My optimal desired output for all the bonus points is:

[
{"type": "tag", 
 "name" : "kv",
 "values"  : [
    {"key1" : "string"},
    {"key2" : 1.00005},
    {"key3" : [1,2,3]}
  ]
},
{"type" : "tag",
"name" : "csv", 
"values" : [
    {"date" : 20190805, "windspeed" : 22, "direction": "NNW"}
    {"date" : 20190805, "windspeed" : 23, "direction": "NW"}
    {"date" : 20190805, "windspeed" : 20, "direction": "NE"}
  ]
}

The output I'd settle for understanding in this question is using functions like those described above for start and end tags to generate:

[
  {"tag": "kv"},
  {"tag" : "csv"}
]

And simply be able to parse arbitrary xml-like tags out of the messy mixed text entry.

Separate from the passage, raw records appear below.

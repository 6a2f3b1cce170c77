//! # Remote Record Store API
//!
//! The seam between the engine and the remote store.
//!
//! ```text
//! Reconciler ──► RecordGateway ──► dyn RemoteApi ──┬──► OdooRpcClient (HTTP)
//!                                                  └──► in-memory fake (tests)
//! ```
//!
//! Every method is a single round trip. Values cross this boundary as raw
//! JSON keyed by remote field names; mapping to domain types happens in
//! [`crate::records`].

use async_trait::async_trait;
use serde::Serialize;
use serde_json::{Map, Value};

use tally_core::{RemoteId, SessionHandle};

use crate::error::SyncResult;
use crate::session::{AuthFailure, Credentials};

/// A record's fields, keyed by remote field name.
pub type FieldValues = Map<String, Value>;

// =============================================================================
// Search Domain
// =============================================================================

/// A conjunction of `[field, operator, value]` terms.
///
/// Serializes to the JSON-RPC domain shape, e.g. `[["x_name", "=", "Acme"]]`.
/// The empty domain matches every record.
#[derive(Debug, Clone, Default, PartialEq, Serialize)]
#[serde(transparent)]
pub struct Domain(Vec<(String, String, Value)>);

impl Domain {
    /// Matches every record.
    pub fn all() -> Self {
        Domain(Vec::new())
    }

    /// Matches records whose `field` equals `value`.
    pub fn eq(field: &str, value: impl Into<Value>) -> Self {
        Domain(vec![(field.to_string(), "=".to_string(), value.into())])
    }

    pub fn terms(&self) -> &[(String, String, Value)] {
        &self.0
    }

    pub fn is_empty(&self) -> bool {
        self.0.is_empty()
    }
}

// =============================================================================
// Remote API
// =============================================================================

/// Operations the engine needs from the remote store.
#[async_trait]
pub trait RemoteApi: Send + Sync {
    /// Performs the authentication handshake.
    async fn authenticate(&self, credentials: &Credentials) -> Result<SessionHandle, AuthFailure>;

    /// Ids of records matching `domain`.
    async fn search(&self, session: &SessionHandle, model: &str, domain: &Domain) -> SyncResult<Vec<RemoteId>>;

    /// `fields` of records matching `domain`, ordered by id.
    async fn search_read(
        &self,
        session: &SessionHandle,
        model: &str,
        domain: &Domain,
        fields: &[String],
    ) -> SyncResult<Vec<FieldValues>>;

    /// Creates one record and returns its id.
    async fn create(&self, session: &SessionHandle, model: &str, values: FieldValues) -> SyncResult<RemoteId>;

    /// Overwrites `values` on every record in `ids`.
    async fn write(
        &self,
        session: &SessionHandle,
        model: &str,
        ids: &[RemoteId],
        values: FieldValues,
    ) -> SyncResult<()>;

    /// Deletes every record in `ids`.
    async fn unlink(&self, session: &SessionHandle, model: &str, ids: &[RemoteId]) -> SyncResult<()>;
}

#[cfg(test)]
mod tests {
    use super::*;
    use serde_json::json;

    #[test]
    fn test_domain_serialization() {
        assert_eq!(serde_json::to_value(Domain::all()).unwrap(), json!([]));
        assert_eq!(
            serde_json::to_value(Domain::eq("x_client_name", "Acme")).unwrap(),
            json!([["x_client_name", "=", "Acme"]])
        );
    }
}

Gorgias answered 6/8, 2019 at 4:18 Comment(3)
For starters, the lambda needs to take two arguments and return Value.success() or Value.failure() as mentioned here.Resemblance
But fn must accept two arguments. It is passed the entire text and current index.Inaugural
Here you see examples of the usage: github.com/sighingnow/parsec.py/blob/master/tests/…Inaugural
H
19

I encourage you to define your own parser using those combinators, rather than construct the Parser directly.

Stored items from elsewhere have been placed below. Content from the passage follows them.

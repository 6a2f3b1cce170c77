//! # Database Error Types
//!
//! Error types for source database operations.
//!
//! ## Error Flow
//! ```text
//! ┌─────────────────────────────────────────────────────────────────────────┐
//! │                    Error Propagation                                    │
//! │                                                                         │
//! │  SQLite Error (sqlx::Error) / query timeout                            │
//! │       │                                                                 │
//! │       ▼                                                                 │
//! │  DbError (this module) ← Adds context and categorization               │
//! │       │                                                                 │
//! │       ▼                                                                 │
//! │  SyncError::SourceAccess (tally-sync)                                  │
//! │       │                                                                 │
//! │       ▼                                                                 │
//! │  SourceAggregator logs it and returns an empty set (fail closed)       │
//! │                                                                         │
//! └─────────────────────────────────────────────────────────────────────────┘
//! ```

use std::time::Duration;

use thiserror::Error;

/// Database operation errors.
#[derive(Debug, Error)]
pub enum DbError {
    /// Database connection failed.
    ///
    /// ## When This Occurs
    /// - Invalid connection string
    /// - Database file doesn't exist or isn't readable
    /// - Pool closed
    #[error("Connection failed: {0}")]
    ConnectionFailed(String),

    /// Query execution failed.
    ///
    /// ## When This Occurs
    /// - Configured table or column doesn't exist
    /// - Runtime SQL error
    #[error("Query failed: {0}")]
    QueryFailed(String),

    /// A row couldn't be turned into a domain value.
    #[error("Invalid row: {0}")]
    InvalidRow(String),

    /// The query didn't finish within the configured limit.
    #[error("Query timed out after {0:?}")]
    Timeout(Duration),

    /// Pool exhausted (acquire timed out).
    #[error("Connection pool exhausted")]
    PoolExhausted,

    /// Internal database error.
    #[error("Internal database error: {0}")]
    Internal(String),
}

impl DbError {
    /// Whether this failure is about reaching the database rather than the
    /// query itself.
    pub fn is_transient(&self) -> bool {
        matches!(
            self,
            DbError::ConnectionFailed(_) | DbError::Timeout(_) | DbError::PoolExhausted
        )
    }
}

/// Convert sqlx errors to DbError.
///
/// ## Error Mapping
/// ```text
/// sqlx::Error::Database       → DbError::QueryFailed
/// sqlx::Error::PoolTimedOut   → DbError::PoolExhausted
/// sqlx::Error::PoolClosed     → DbError::ConnectionFailed
/// sqlx::Error::Io / Tls       → DbError::ConnectionFailed
/// sqlx::Error::ColumnDecode   → DbError::InvalidRow
/// Other                       → DbError::Internal
/// ```
impl From<sqlx::Error> for DbError {
    fn from(err: sqlx::Error) -> Self {
        match err {
            sqlx::Error::Database(db_err) => DbError::QueryFailed(db_err.message().to_string()),

            sqlx::Error::PoolTimedOut => DbError::PoolExhausted,

            sqlx::Error::PoolClosed => DbError::ConnectionFailed("Pool is closed".to_string()),

            sqlx::Error::Io(io) => DbError::ConnectionFailed(io.to_string()),

            sqlx::Error::Configuration(e) => DbError::ConnectionFailed(e.to_string()),

            sqlx::Error::ColumnDecode { .. } | sqlx::Error::ColumnNotFound(_) => {
                DbError::InvalidRow(err.to_string())
            }

            _ => DbError::Internal(err.to_string()),
        }
    }
}

/// Result type for database operations.
pub type DbResult<T> = Result<T, DbError>;

#[cfg(test)]
mod tests {
    use super::*;

    #[test]
    fn test_pool_timeout_maps_to_exhausted() {
        let err: DbError = sqlx::Error::PoolTimedOut.into();
        assert!(matches!(err, DbError::PoolExhausted));
        assert!(err.is_transient());
    }

    #[test]
    fn test_row_not_found_is_internal() {
        let err: DbError = sqlx::Error::RowNotFound.into();
        assert!(matches!(err, DbError::Internal(_)));
        assert!(!err.is_transient());
    }
}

If you want to construct a Parser by wrapping a function, as the documentation states, the fn should accept two arguments, the first is the text and the second is the current position. And fn should return a Value by Value.success or Value.failure, rather than a boolean. You can grep @Parser in the parsec/__init__.py in this package to find more examples of how it works.

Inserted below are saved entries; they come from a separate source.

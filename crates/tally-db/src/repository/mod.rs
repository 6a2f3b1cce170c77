//! # Repository Module
//!
//! Read-only repositories over the source database.
//!
//! ## Repository Pattern
//! ```text
//! ┌─────────────────────────────────────────────────────────────────────────┐
//! │  SqlInvoiceSource (tally-sync)                                         │
//! │       │                                                                 │
//! │       │  db.invoices().vendor_totals(&layout)                          │
//! │       ▼                                                                 │
//! │  InvoiceRepository                                                     │
//! │  └── vendor_totals(&self, layout) ── one GROUP BY, bounded by timeout  │
//! │       │                                                                 │
//! │       ▼                                                                 │
//! │  SQLite Database                                                       │
//! └─────────────────────────────────────────────────────────────────────────┘
//! ```
//!
//! ## Available Repositories
//!
//! - [`invoice::InvoiceRepository`] - Per-vendor invoice totals

pub mod invoice;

For your case in the description, you could define the parser as follows:

from parsec import *

spaces = regex(r'\s*', re.MULTILINE)
name = regex(r'[_a-zA-Z][_a-zA-Z0-9]*')

tag_start = spaces >> string('<') >> name << string('>') << spaces
tag_stop = spaces >> string('</') >> name << string('>') << spaces

@generate
def header_kv():
    key = yield spaces >> name << spaces
    yield string(':')
    value = yield spaces >> regex('[^\n]+')
    return {key: value}

@generate
def header():
    tag_name = yield tag_start
    values = yield sepBy(header_kv, string('\n'))
    tag_name_end = yield tag_stop
    assert tag_name == tag_name_end
    return {
        'type': 'tag',
        'name': tag_name,
        'values': values
    }

@generate
def body():
    tag_name = yield tag_start
    values = yield sepBy(sepBy1(regex(r'[^\n<,]+'), string(',')), string('\n'))
    tag_name_end = yield tag_stop
    assert tag_name == tag_name_end
    return {
        'type': 'tag',
        'name': tag_name,
        'values': values
    }

parser = header + body

If you run parser.parse(mystr), it yields

({'type': 'tag',
  'name': 'kv',
  'values': [{'key1': '"string"'},
             {'key2': '1.00005'},
             {'key3': '[1,2,3]'}]},
 {'type': 'tag',
  'name': 'csv',
  'values': [['date', 'windspeed', 'direction'],
             ['20190805', '22', 'NNW'],
             ['20190805', '23', 'NW'],
             ['20190805', '20', 'NE']]}
)

You can refine the definition of values in the above code to get the result in the exact form you want.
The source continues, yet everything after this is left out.